The only way that I currently see is that I call

ax.plot_surface()

for each quadrilateral of my mesh.

That would be overkill. However, try checking out the source code for plot_surface() to see how it creates its Poly3DCollection object.

Ben Root

···

On Thu, Sep 29, 2011 at 4:31 PM, Holger Brandsmeier <holger.brandsmeier@…3803…> wrote:

That is why you have to work with the 3D objects from
mpl_toolkits.mplot3d.art3d directly. There isn't a lot of documentation, so
your best bet is to look at the source code of the module.
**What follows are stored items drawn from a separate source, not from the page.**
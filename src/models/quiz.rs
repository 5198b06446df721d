// src/models/quiz.rs

use std::{fmt, str::FromStr};

use chrono::{DateTime, Utc};
use serde::{Deserialize, Serialize};
use validator::Validate;

use crate::models::question::{Question, QuestionView};

/// Kind of questions the quiz is made of.
#[derive(Debug, Clone, Copy, PartialEq, Eq, Serialize, Deserialize)]
#[serde(rename_all = "SCREAMING_SNAKE_CASE")]
pub enum QuestionType {
    SingleChoice,
    MultipleChoice,
    TrueFalse,
}

impl QuestionType {
    pub fn as_str(&self) -> &'static str {
        match self {
            QuestionType::SingleChoice => "SINGLE_CHOICE",
            QuestionType::MultipleChoice => "MULTIPLE_CHOICE",
            QuestionType::TrueFalse => "TRUE_FALSE",
        }
    }
}

impl FromStr for QuestionType {
    type Err = String;

    fn from_str(s: &str) -> Result<Self, Self::Err> {
        match s {
            "SINGLE_CHOICE" => Ok(QuestionType::SingleChoice),
            "MULTIPLE_CHOICE" => Ok(QuestionType::MultipleChoice),
            "TRUE_FALSE" => Ok(QuestionType::TrueFalse),
            other => Err(format!("unknown question type '{}'", other)),
        }
    }
}

impl fmt::Display for QuestionType {
    fn fmt(&self, f: &mut fmt::Formatter<'_>) -> fmt::Result {
        f.write_str(self.as_str())
    }
}

#[derive(Debug, Clone, Copy, PartialEq, Eq, Serialize, Deserialize)]
#[serde(rename_all = "SCREAMING_SNAKE_CASE")]
pub enum Difficulty {
    Easy,
    Medium,
    Hard,
}

impl Difficulty {
    pub fn as_str(&self) -> &'static str {
        match self {
            Difficulty::Easy => "EASY",
            Difficulty::Medium => "MEDIUM",
            Difficulty::Hard => "HARD",
        }
    }
}

impl FromStr for Difficulty {
    type Err = String;

    fn from_str(s: &str) -> Result<Self, Self::Err> {
        match s {
            "EASY" => Ok(Difficulty::Easy),
            "MEDIUM" => Ok(Difficulty::Medium),
            "HARD" => Ok(Difficulty::Hard),
            other => Err(format!("unknown difficulty '{}'", other)),
        }
    }
}

impl fmt::Display for Difficulty {
    fn fmt(&self, f: &mut fmt::Formatter<'_>) -> fmt::Result {
        f.write_str(self.as_str())
    }
}

/// A quiz attached to a course, with its questions in `order_index` order.
#[derive(Debug, Clone, Serialize)]
pub struct Quiz {
    pub id: i64,
    pub course_id: String,
    pub chapter_id: Option<String>,
    pub lecture_id: Option<String>,
    pub title: String,
    pub topic: String,

    /// Number of questions requested from the generator.
    /// Independent of how many questions are currently attached.
    pub question_count: i32,

    pub question_type: QuestionType,
    pub difficulty: Difficulty,

    /// User id of the instructor or admin that created the quiz.
    pub created_by: String,
    pub created_at: DateTime<Utc>,
    pub questions: Vec<Question>,
}

impl Quiz {
    /// Shapes the quiz for a caller, stripping answer keys when `reveal_answers` is false.
    pub fn into_view(self, reveal_answers: bool) -> QuizView {
        QuizView {
            id: self.id,
            course_id: self.course_id,
            chapter_id: self.chapter_id,
            lecture_id: self.lecture_id,
            title: self.title,
            topic: self.topic,
            question_count: self.question_count,
            question_type: self.question_type,
            difficulty: self.difficulty,
            created_by: self.created_by,
            created_at: self.created_at,
            questions: self
                .questions
                .into_iter()
                .map(|q| q.into_view(reveal_answers))
                .collect(),
        }
    }
}

/// Quiz as sent over the wire.
#[derive(Debug, Serialize)]
pub struct QuizView {
    pub id: i64,
    pub course_id: String,
    pub chapter_id: Option<String>,
    pub lecture_id: Option<String>,
    pub title: String,
    pub topic: String,
    pub question_count: i32,
    pub question_type: QuestionType,
    pub difficulty: Difficulty,
    pub created_by: String,
    pub created_at: DateTime<Utc>,
    pub questions: Vec<QuestionView>,
}

/// DTO for creating a new quiz.
/// Missing required fields are rejected during deserialization.
#[derive(Debug, Deserialize, Validate)]
pub struct CreateQuizRequest {
    #[validate(length(min = 1, max = 64, message = "course_id must not be empty"))]
    pub course_id: String,
    #[validate(length(min = 1, max = 64))]
    pub chapter_id: Option<String>,
    #[validate(length(min = 1, max = 64))]
    pub lecture_id: Option<String>,
    #[validate(length(
        min = 1,
        max = 200,
        message = "Title length must be between 1 and 200 characters."
    ))]
    pub title: String,
    #[validate(length(
        min = 1,
        max = 200,
        message = "Topic length must be between 1 and 200 characters."
    ))]
    pub topic: String,
    #[validate(range(min = 1, max = 100, message = "question_count must be between 1 and 100"))]
    pub question_count: i32,
    pub question_type: QuestionType,
    pub difficulty: Difficulty,
}

/// Validated input handed to the store.
#[derive(Debug, Clone)]
pub struct NewQuiz {
    pub course_id: String,
    pub chapter_id: Option<String>,
    pub lecture_id: Option<String>,
    pub title: String,
    pub topic: String,
    pub question_count: i32,
    pub question_type: QuestionType,
    pub difficulty: Difficulty,
    pub created_by: String,
}

#[cfg(test)]
mod tests {
    use super::*;

    #[test]
    fn create_request_requires_every_mandatory_field() {
        let missing_topic = serde_json::json!({
            "course_id": "course-1",
            "title": "Ownership",
            "question_count": 5,
            "question_type": "SINGLE_CHOICE",
            "difficulty": "EASY"
        });
        let err = serde_json::from_value::<CreateQuizRequest>(missing_topic).unwrap_err();
        assert!(err.to_string().contains("topic"));
    }

    #[test]
    fn create_request_rejects_out_of_range_count() {
        let req: CreateQuizRequest = serde_json::from_value(serde_json::json!({
            "course_id": "course-1",
            "title": "Ownership",
            "topic": "Borrowing",
            "question_count": 0,
            "question_type": "MULTIPLE_CHOICE",
            "difficulty": "HARD"
        }))
        .unwrap();
        assert!(req.validate().is_err());
    }

    #[test]
    fn enum_wire_names_match_storage_names() {
        assert_eq!(
            serde_json::to_value(QuestionType::TrueFalse).unwrap(),
            serde_json::json!(QuestionType::TrueFalse.as_str())
        );
        assert_eq!("MEDIUM".parse::<Difficulty>(), Ok(Difficulty::Medium));
        assert!("medium".parse::<Difficulty>().is_err());
    }
}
Indeed, I was able to extract the necessary pieces from the source
code. In fact I split the function `plot_surface` into two functions
`polyMeshFromMeshGrid` and `plot_surfaceMesh`. The first functions
takes the meshgrid arguments and produces a list of polygons that
should be drawn, the second functions finally displays them (the code
in plot_surface is already structured like this). With this approach I
can plot functions which are made up of several parts which each have
meshgrid structure. Also I can add raw polygons to the mesh.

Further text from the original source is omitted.